Вообще-то, «кепки надевают», а грудью жизнь не осваивают. Но самое смешное, что это сказано всерьез, прежде всего про «бушующую наглость». Характерна также уверенность в том, что успех в литературе определяют чайные возлияния с начальством, а не талант, творческое состязание и мастерство, оцененное читателями. Кстати, этот абзац очень похож на глуповато-воинственную риторику «неистовых ревнителей», подвизавшихся вокруг журнала «На литературном посту». Кто их сейчас помнит?
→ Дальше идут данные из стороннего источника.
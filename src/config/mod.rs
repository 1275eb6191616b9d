//! The tool's own settings, loaded from TOML and the environment.
//!
//! Precedence (highest wins):
//! 1. CLI flags (applied by the caller)
//! 2. Environment: `GHOSTTY_GHOST_TARGET`, `NO_COLOR`
//! 3. `--config PATH`, else `$XDG_CONFIG_HOME/ghostty-ghost/ghostty-ghost.toml`
//!    (or `~/.config/...`)
//! 4. Built-in defaults

mod defaults;
mod env;
mod init;
mod loader;
mod sources;
mod types;

pub use defaults::{NO_COLOR_ENV, TARGET_ENV};
pub use init::{config_root_dir, expand_home};
pub use loader::load_settings;
pub use types::{
    DisplayConfig, FileConfig, LoadedSettings, PathsConfig, Settings, SettingsSource,
};
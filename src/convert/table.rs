//! Static source-key → Ghostty-key translation tables.
//!
//! Tables are plain `static` slices: built at compile time, shared read-only
//! by every conversion.

/// Prefix of a composite palette key. The writer detects palette entries by it.
pub const PALETTE_PREFIX: &str = "palette = ";
/// Marker that closes a composite palette key; the value follows it.
pub const PALETTE_ASSIGN: char = '=';

/// Target of one table entry.
#[derive(Debug, Clone, Copy, PartialEq, Eq)]
pub enum TargetKey {
    /// A plain Ghostty key, written as `key = value`.
    Plain(&'static str),
    /// A palette slot, written as `palette = N=value`.
    Palette(u8),
}

impl TargetKey {
    /// The key stored in the Ghostty mapping.
    pub fn render(self) -> String {
        match self {
            Self::Plain(key) => key.to_string(),
            Self::Palette(index) => format!("{PALETTE_PREFIX}{index}{PALETTE_ASSIGN}"),
        }
    }
}

/// Whether a Ghostty mapping key is a composite palette key.
pub fn is_palette_key(key: &str) -> bool {
    key.starts_with(PALETTE_PREFIX)
}

/// An immutable source-to-target key table.
#[derive(Debug)]
pub struct TranslationTable {
    name: &'static str,
    entries: &'static [(&'static str, TargetKey)],
}

impl TranslationTable {
    pub const fn new(name: &'static str, entries: &'static [(&'static str, TargetKey)]) -> Self {
        Self { name, entries }
    }

    /// Short label used in logs.
    pub fn name(&self) -> &'static str {
        self.name
    }

    pub fn lookup(&self, source_key: &str) -> Option<TargetKey> {
        self.entries
            .iter()
            .find(|(key, _)| *key == source_key)
            .map(|(_, target)| *target)
    }

    pub fn entries(&self) -> &'static [(&'static str, TargetKey)] {
        self.entries
    }
}

use TargetKey::{Palette, Plain};

/// Main kitty.conf vocabulary.
pub static KITTY_TABLE: TranslationTable = TranslationTable::new(
    "kitty",
    &[
        // Fonts
        ("font_family", Plain("font-family")),
        ("bold_font", Plain("font-family-bold")),
        ("italic_font", Plain("font-family-italic")),
        ("bold_italic_font", Plain("font-family-bold-italic")),
        ("font_size", Plain("font-size")),
        // Window
        ("window_padding", Plain("window-padding")),
        ("remember_window_size", Plain("window-save-state")),
        ("initial_window_width", Plain("window-width")),
        ("initial_window_height", Plain("window-height")),
        ("window_resize_step_cells", Plain("window-resize-step")),
        ("window_decorations", Plain("window-decoration")),
        ("window_opacity", Plain("background-opacity")),
        ("window_alert_on_bell", Plain("desktop-notifications")),
        ("window_logo_position", Plain("resize-overlay-position")),
        ("window_padding_balance", Plain("window-padding-balance")),
        ("placement_strategy", Plain("window-theme")),
        // Mouse and scrolling
        ("scrolling_multiplier", Plain("mouse-scroll-multiplier")),
        ("mouse_hide_when_typing", Plain("mouse-hide-while-typing")),
        ("scrollback_lines", Plain("scrollback-limit")),
        ("selection_save_to_clipboard", Plain("copy-on-select")),
        // Cursor
        ("cursor_shape", Plain("cursor-style")),
        ("cursor_beam_thickness", Plain("cursor-beam-width")),
        ("cursor_blink_interval", Plain("cursor-blink-interval")),
        ("colors_cursor_cursor", Plain("cursor-color")),
        ("colors_cursor_text", Plain("cursor-text-color")),
        // macOS
        ("macos_option_as_alt", Plain("macos-option-as-alt")),
        ("macos_titlebar_color", Plain("macos-titlebar-style")),
        ("macos_window_resizable", Plain("window-resize-from-any-edge")),
        // Shell
        ("shell", Plain("command")),
        ("working_directory", Plain("working-directory")),
        // Colors
        ("colors_primary_background", Plain("background")),
        ("colors_primary_foreground", Plain("foreground")),
        ("colors_selection_background", Plain("selection-background")),
        ("colors_selection_text", Plain("selection-foreground")),
        // Tabs and rendering
        ("tab_bar_edge", Plain("gtk-tabs-location")),
        ("tab_bar_style", Plain("adw-toolbar-style")),
        ("repaint_delay", Plain("window-vsync")),
        ("input_delay", Plain("window-vsync")),
    ],
);

/// Color-only vocabulary of kitty theme files.
pub static KITTY_THEME_TABLE: TranslationTable = TranslationTable::new(
    "kitty-theme",
    &[
        ("background", Plain("background")),
        ("foreground", Plain("foreground")),
        ("cursor", Plain("cursor-color")),
        ("selection_background", Plain("selection-background")),
        ("selection_foreground", Plain("selection-foreground")),
        ("color0", Palette(0)),
        ("color1", Palette(1)),
        ("color2", Palette(2)),
        ("color3", Palette(3)),
        ("color4", Palette(4)),
        ("color5", Palette(5)),
        ("color6", Palette(6)),
        ("color7", Palette(7)),
        ("color8", Palette(8)),
        ("color9", Palette(9)),
        ("color10", Palette(10)),
        ("color11", Palette(11)),
        ("color12", Palette(12)),
        ("color13", Palette(13)),
        ("color14", Palette(14)),
        ("color15", Palette(15)),
    ],
);

/// Flattened alacritty.toml vocabulary.
pub static ALACRITTY_TABLE: TranslationTable = TranslationTable::new(
    "alacritty",
    &[
        // Fonts
        ("font_normal", Plain("font-family")),
        ("font_normal_family", Plain("font-family")),
        ("font_size", Plain("font-size")),
        ("font_italic", Plain("font-family-italic")),
        ("font_italic_family", Plain("font-family-italic")),
        ("font_bold_italic", Plain("font-family-bold-italic")),
        ("font_bold_italic_family", Plain("font-family-bold-italic")),
        ("font_bold", Plain("font-family-bold")),
        ("font_bold_family", Plain("font-family-bold")),
        // Cursor
        ("cursor-style", Plain("cursor-style")),
        ("cursor_vi_mode_style_blinking", Plain("cursor-style-blink")),
        ("cursor_text", Plain("cursor-text")),
        ("cursor_color", Plain("cursor-color")),
        ("cursor_blink", Plain("cursor-style-blink")),
        ("colors_cursor_cursor", Plain("cursor-color")),
        ("cursor_vi_mode_style_shape", Plain("cursor-style")),
        ("cursor_style_blinking", Plain("cursor-style-blink")),
        ("colors_cursor_text", Plain("cursor-text")),
        // Colors
        ("colors_primary_background", Plain("background")),
        ("colors_primary_foreground", Plain("foreground")),
        ("colors_selection_foreground", Plain("selection-foreground")),
        ("colors_selection_background", Plain("selection-background")),
        // Window layout
        ("window_padding", Plain("window-padding-x")),
        ("window_padding_x", Plain("window-padding-x")),
        ("window_padding_y", Plain("window-padding-y")),
        ("window_padding_color", Plain("window-padding-color")),
        ("window_title", Plain("title")),
        ("window_decorations", Plain("window-decoration")),
        // Window behavior
        ("window_inherit_working_directory", Plain("window-inherit-working-directory")),
        ("window_inherit_font_size", Plain("window-inherit-font-size")),
        ("window_save_state", Plain("window-save-state")),
        ("window_step_resize", Plain("window-step-resize")),
        ("window_new_tab_position", Plain("window-new-tab-position")),
        ("window_opacity", Plain("background-opacity")),
        // Scrollback, selection, clipboard
        ("scrolling_history", Plain("scrollback-limit")),
        ("keyboard_CopySelection", Plain("copy-on-select")),
        ("terminal_osc52", Plain("clipboard-read")),
        // Normal colors
        ("colors_normal_black", Palette(0)),
        ("colors_normal_red", Palette(1)),
        ("colors_normal_green", Palette(2)),
        ("colors_normal_yellow", Palette(3)),
        ("colors_normal_blue", Palette(4)),
        ("colors_normal_magenta", Palette(5)),
        ("colors_normal_cyan", Palette(6)),
        ("colors_normal_white", Palette(7)),
        // Bright colors
        ("colors_bright_black", Palette(8)),
        ("colors_bright_red", Palette(9)),
        ("colors_bright_green", Palette(10)),
        ("colors_bright_yellow", Palette(11)),
        ("colors_bright_blue", Palette(12)),
        ("colors_bright_magenta", Palette(13)),
        ("colors_bright_cyan", Palette(14)),
        ("colors_bright_white", Palette(15)),
    ],
);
Думаю, ватагу Рудалева и ее атамана, взявшего себе говорящий псевдоним, ждет такая же участь…
Наконец, серьезно повлияло на снижение уровня литературы уничтожение в издательствах, ставших коммерческими, службы редакторов, а то и корректоров. Приписка в выходных данных, что текст публикуется «в авторской редакции», означает, что книга выходит со всеми ошибкам, описками и просто глупостями, допущенными автором. Вы можете себе представить на программке «Большого театра» такое примечание: «Артисты поют и танцуют как умеют». Но ведь «авторская редакция» – это, по сути, то же самое. После всех перечисленных новшеств следует удивляться не обрушению уровня литературы, а тому, что есть еще авторы и издатели, не поддавшиеся соблазнам и работающие по гамбургскому счету. Но вокруг их книг создана плотная завеса молчания. Почему? Потому что подлинные таланты строем не ходят. А назначенные классики ходят…
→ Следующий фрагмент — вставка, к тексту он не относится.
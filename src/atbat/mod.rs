pub mod api;
pub mod models;

pub use api::{AtBatApi, InMemoryAtBatApi};
pub use models::{
    validate_at_bat_update, validate_new_at_bat, AtBatRecord, AtBatUpdate, GameStatus, GameSummary,
    LineupSlot, NewAtBat, ValidationError,
};
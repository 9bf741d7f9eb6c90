use strum_macros::{AsRefStr, Display, EnumString};
use thiserror::Error;

/// Coarse classification of a failed API request, mirroring the
/// `errorType` field the backend attaches to non-2xx responses.
#[derive(Debug, Clone, Copy, PartialEq, Eq, Display, EnumString, AsRefStr)]
#[strum(serialize_all = "SCREAMING_SNAKE_CASE")]
pub enum ErrorType {
    Network,
    Validation,
    Unauthorized,
    Forbidden,
    NotFound,
    Conflict,
    Server,
}

/// Typed failure raised by the authenticated request client for any
/// non-2xx response (or a failure to reach the backend at all).
///
/// A 401 here means the caller must re-authenticate; this core does not
/// manage sessions, so it treats 401 like every other failure: the
/// triggering mutation rolls back and the error is surfaced.
#[derive(Debug, Clone, Error)]
#[error("{error_type} ({status_code}): {message}")]
pub struct ApiError {
    pub status_code: u16,
    pub message: String,
    pub error_type: ErrorType,
}

impl ApiError {
    pub fn new(status_code: u16, message: impl Into<String>, error_type: ErrorType) -> Self {
        Self {
            status_code,
            message: message.into(),
            error_type,
        }
    }

    /// The transport could not reach the backend at all.
    pub fn network(message: impl Into<String>) -> Self {
        Self::new(0, message, ErrorType::Network)
    }

    pub fn validation(message: impl Into<String>) -> Self {
        Self::new(400, message, ErrorType::Validation)
    }

    pub fn unauthorized(message: impl Into<String>) -> Self {
        Self::new(401, message, ErrorType::Unauthorized)
    }

    pub fn not_found(message: impl Into<String>) -> Self {
        Self::new(404, message, ErrorType::NotFound)
    }

    pub fn server(message: impl Into<String>) -> Self {
        Self::new(500, message, ErrorType::Server)
    }
}

#[cfg(test)]
mod tests {
    use super::*;
    use std::str::FromStr;

    #[test]
    fn error_type_round_trips_wire_spelling() {
        assert_eq!(ErrorType::NotFound.to_string(), "NOT_FOUND");
        assert_eq!(ErrorType::from_str("SERVER").unwrap(), ErrorType::Server);
    }

    #[test]
    fn display_includes_status_and_type() {
        let err = ApiError::unauthorized("token expired");
        assert_eq!(err.to_string(), "UNAUTHORIZED (401): token expired");
    }
}
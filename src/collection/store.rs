use std::fmt;
use std::sync::Arc;
use tokio::sync::RwLock;
use tracing::debug;

use crate::event::{CollectionEvent, EventBus};

/// Identifies one published collection: the at-bat log of one game for
/// one team.
#[derive(Debug, Clone, PartialEq, Eq, Hash)]
pub struct CollectionKey {
    pub game_id: String,
    pub team_id: String,
}

impl CollectionKey {
    pub fn new(game_id: impl Into<String>, team_id: impl Into<String>) -> Self {
        Self {
            game_id: game_id.into(),
            team_id: team_id.into(),
        }
    }
}

impl fmt::Display for CollectionKey {
    fn fmt(&self, f: &mut fmt::Formatter<'_>) -> fmt::Result {
        write!(f, "{}/{}", self.game_id, self.team_id)
    }
}

/// The single published value for one collection key.
///
/// Reads clone the current value. Writes go through `replace`, which
/// applies a transform to the value as it is at that moment (never a
/// caller-captured snapshot) and emits a change notification once the
/// new value is visible. This is the single-writer discipline the
/// mutation engine and the reactive cache both rely on.
pub struct Collection<T> {
    key: CollectionKey,
    value: Arc<RwLock<T>>,
    bus: EventBus,
}

impl<T> Clone for Collection<T> {
    fn clone(&self) -> Self {
        Self {
            key: self.key.clone(),
            value: Arc::clone(&self.value),
            bus: self.bus.clone(),
        }
    }
}

impl<T: Clone + Send + Sync> Collection<T> {
    pub fn new(key: CollectionKey, initial: T, bus: EventBus) -> Self {
        Self {
            key,
            value: Arc::new(RwLock::new(initial)),
            bus,
        }
    }

    pub fn key(&self) -> &CollectionKey {
        &self.key
    }

    /// Snapshot of the current published value.
    pub async fn read(&self) -> T {
        self.value.read().await.clone()
    }

    /// Replaces the published value with `transform(current)` and emits
    /// the given event. The transform runs under the write lock, so it
    /// always sees the live value.
    pub async fn replace<F>(&self, transform: F, event: CollectionEvent)
    where
        F: FnOnce(T) -> T,
    {
        {
            let mut guard = self.value.write().await;
            let current = guard.clone();
            *guard = transform(current);
        }
        debug!(key = %self.key, event = event.event_type(), "Collection value replaced");
        self.bus.emit(event).await;
    }

    /// Replaces the whole value from a remote fetch.
    pub async fn load(&self, value: T) {
        self.replace(
            |_| value,
            CollectionEvent::Loaded {
                key: self.key.clone(),
            },
        )
        .await;
    }
}

#[cfg(test)]
mod tests {
    use super::*;

    #[tokio::test]
    async fn replace_operates_on_live_value() {
        let bus = EventBus::new();
        let collection = Collection::new(CollectionKey::new("g", "t"), vec![1], bus);

        collection
            .replace(
                |mut v| {
                    v.push(2);
                    v
                },
                CollectionEvent::OptimisticApplied {
                    key: collection.key().clone(),
                },
            )
            .await;

        assert_eq!(collection.read().await, vec![1, 2]);
    }

    #[tokio::test]
    async fn load_notifies_subscribers() {
        let bus = EventBus::new();
        let key = CollectionKey::new("g", "t");
        let mut receiver = bus.subscribe(&key).await;
        let collection = Collection::new(key, Vec::<i32>::new(), bus);

        collection.load(vec![7]).await;

        assert_eq!(receiver.recv().await.unwrap().event_type(), "loaded");
        assert_eq!(collection.read().await, vec![7]);
    }
}
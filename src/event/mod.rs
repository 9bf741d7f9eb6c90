pub mod bus;
pub mod events;

pub use bus::EventBus;
pub use events::CollectionEvent;
use crate::collection::CollectionKey;

/// Notifications emitted whenever a published collection value changes.
///
/// Events are facts about edits that have already been applied. The
/// reactive game-state cache does not care which kind of edit happened,
/// only that the collection is different; the distinction exists for
/// logging and tests.
#[derive(Debug, Clone)]
pub enum CollectionEvent {
    /// The whole collection was replaced from a remote fetch.
    Loaded { key: CollectionKey },

    /// An optimistic edit was applied ahead of remote confirmation.
    OptimisticApplied { key: CollectionKey },

    /// A remote result was reconciled into the live collection.
    ResultApplied { key: CollectionKey },

    /// A failed mutation's optimistic edit was rolled back.
    RolledBack { key: CollectionKey },
}

impl CollectionEvent {
    /// The collection this event belongs to.
    pub fn key(&self) -> &CollectionKey {
        match self {
            CollectionEvent::Loaded { key } => key,
            CollectionEvent::OptimisticApplied { key } => key,
            CollectionEvent::ResultApplied { key } => key,
            CollectionEvent::RolledBack { key } => key,
        }
    }

    /// Short name for structured logging.
    pub fn event_type(&self) -> &'static str {
        match self {
            CollectionEvent::Loaded { .. } => "loaded",
            CollectionEvent::OptimisticApplied { .. } => "optimistic_applied",
            CollectionEvent::ResultApplied { .. } => "result_applied",
            CollectionEvent::RolledBack { .. } => "rolled_back",
        }
    }
}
Для полноты печальной картины следует коснуться еще одной больной проблемы. Без преувеличения лихой бедой отечественной словесности стало то обстоятельство, что издательское дело, толстые журналы, грантовая поддержка авторов, книжные ярмарки и многое другое, касающееся писателей, оказалось под контролем «Роспечати», как в формалине сохранившей все разрушительные пороки ельцинского министерства печати. Ситуация еще более усугубилось, когда это агентство было искусственно изъято из ведения Министерства культуры и передано в Минсвязи, которое теперь называется Минцифры. Заметьте, русское Слово оказалось в ведение цифири. Не странно ли?
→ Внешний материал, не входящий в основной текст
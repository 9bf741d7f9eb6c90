use futures::future::BoxFuture;
use thiserror::Error;
use tracing::{debug, warn};

use super::store::Collection;
use crate::event::CollectionEvent;
use crate::shared::ApiError;

/// The four parts of one optimistic mutation, named explicitly so the
/// compiler enforces that each transform operates on the collection
/// value *as it is when the transform runs*, not on a snapshot captured
/// when the mutation was built.
///
/// Lives only for the duration of one `mutate` call.
pub struct MutationDescriptor<C, R> {
    /// Applied to the live collection before the remote call starts.
    pub optimistic_update: Box<dyn FnOnce(C) -> C + Send>,
    /// The effectful remote call. May fail; never retried here.
    pub api_call: BoxFuture<'static, Result<R, ApiError>>,
    /// Reconciles the remote result into the collection as it is at
    /// completion time, preserving any edits that landed in between.
    pub apply_result: Box<dyn FnOnce(C, &R) -> C + Send>,
    /// Undoes the optimistic edit against the live value on failure.
    pub rollback: Box<dyn FnOnce(C) -> C + Send>,
}

/// A mutation whose remote call failed. The optimistic edit has already
/// been rolled back by the time the caller sees this.
#[derive(Debug, Error)]
pub enum MutationError {
    #[error("request failed and the optimistic edit was rolled back: {0}")]
    RolledBack(#[source] ApiError),
}

impl MutationError {
    /// The underlying transport failure, for user-facing messaging.
    pub fn cause(&self) -> &ApiError {
        match self {
            MutationError::RolledBack(err) => err,
        }
    }
}

/// Optimistic-update executor over one published collection.
///
/// Within a call the four steps are strictly ordered; between calls
/// nothing is ordered. Correctness under interleaving comes entirely
/// from every step reading the live value, not from mutual exclusion:
/// there are no locks held across the remote call and no retries.
pub struct MutationEngine<C> {
    collection: Collection<C>,
}

impl<C: Clone + Send + Sync> MutationEngine<C> {
    pub fn new(collection: Collection<C>) -> Self {
        Self { collection }
    }

    pub fn collection(&self) -> &Collection<C> {
        &self.collection
    }

    /// Runs one mutation: optimistic edit, remote call, then reconcile
    /// on success or rollback on failure. All failure classes (network,
    /// 4xx, 5xx) take the same rollback path; the distinction is left
    /// to the caller's error message.
    pub async fn mutate<R>(&self, descriptor: MutationDescriptor<C, R>) -> Result<R, MutationError>
    where
        R: Send,
    {
        let key = self.collection.key().clone();

        self.collection
            .replace(
                descriptor.optimistic_update,
                CollectionEvent::OptimisticApplied { key: key.clone() },
            )
            .await;
        debug!(%key, "Optimistic update applied, starting remote call");

        match descriptor.api_call.await {
            Ok(result) => {
                let apply_result = descriptor.apply_result;
                self.collection
                    .replace(
                        |current| apply_result(current, &result),
                        CollectionEvent::ResultApplied { key: key.clone() },
                    )
                    .await;
                debug!(%key, "Remote result reconciled into collection");
                Ok(result)
            }
            Err(error) => {
                self.collection
                    .replace(
                        descriptor.rollback,
                        CollectionEvent::RolledBack { key: key.clone() },
                    )
                    .await;
                warn!(%key, %error, "Mutation failed, optimistic edit rolled back");
                Err(MutationError::RolledBack(error))
            }
        }
    }
}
Когда я возглавлял ЛГ, мы много писали о «художествах» Роспечати, так что отсылаю любопытного читателя к подшивкам «Литературки». На основе наших публикаций возбуждались уголовные дела против некоторых руководителей этого агентства. Но в нашем богоспасаемом Отечестве, как выразился Есенин, «еще закон не отвердел». Отвертелись. Однако, на мой взгляд, главные грехи пресловутого агентства даже не те, что связаны с вольным расходованием казенных средства. Нет. Речь о других пороках, недопустимых в государственном учреждении. Это, во-первых, разрушение патриотического сознания, а во-вторых, бойкотирование идеи консолидации писателей, даже, напротив, всяческая поддержка двухообщинности литературы с явным благоволением к либеральной группе, что видно по всему: по грантовой политике, по тому, переводы каких книг продвигаются за казенный счет за рубеж, по тому, кого делегируют, чтобы представлять лицо русской литературы…
На одной из зарубежных книжных ярмарок, где Россия была главный гостем, наш павильон украсили березками, а на белых стволах были начертаны имена лучших писателей Отечества: Гроссман, Солженицын, Бродский, Улицкая, Аксенов, Горинштейн, Сорокин, Пригов и т. д.
…Напрасно посетители искали на березках Шолохова, Белова, Рубцова, Распутина, Астафьева, Леонова… Мелочь? Да как сказать. Был скандал. Замяли.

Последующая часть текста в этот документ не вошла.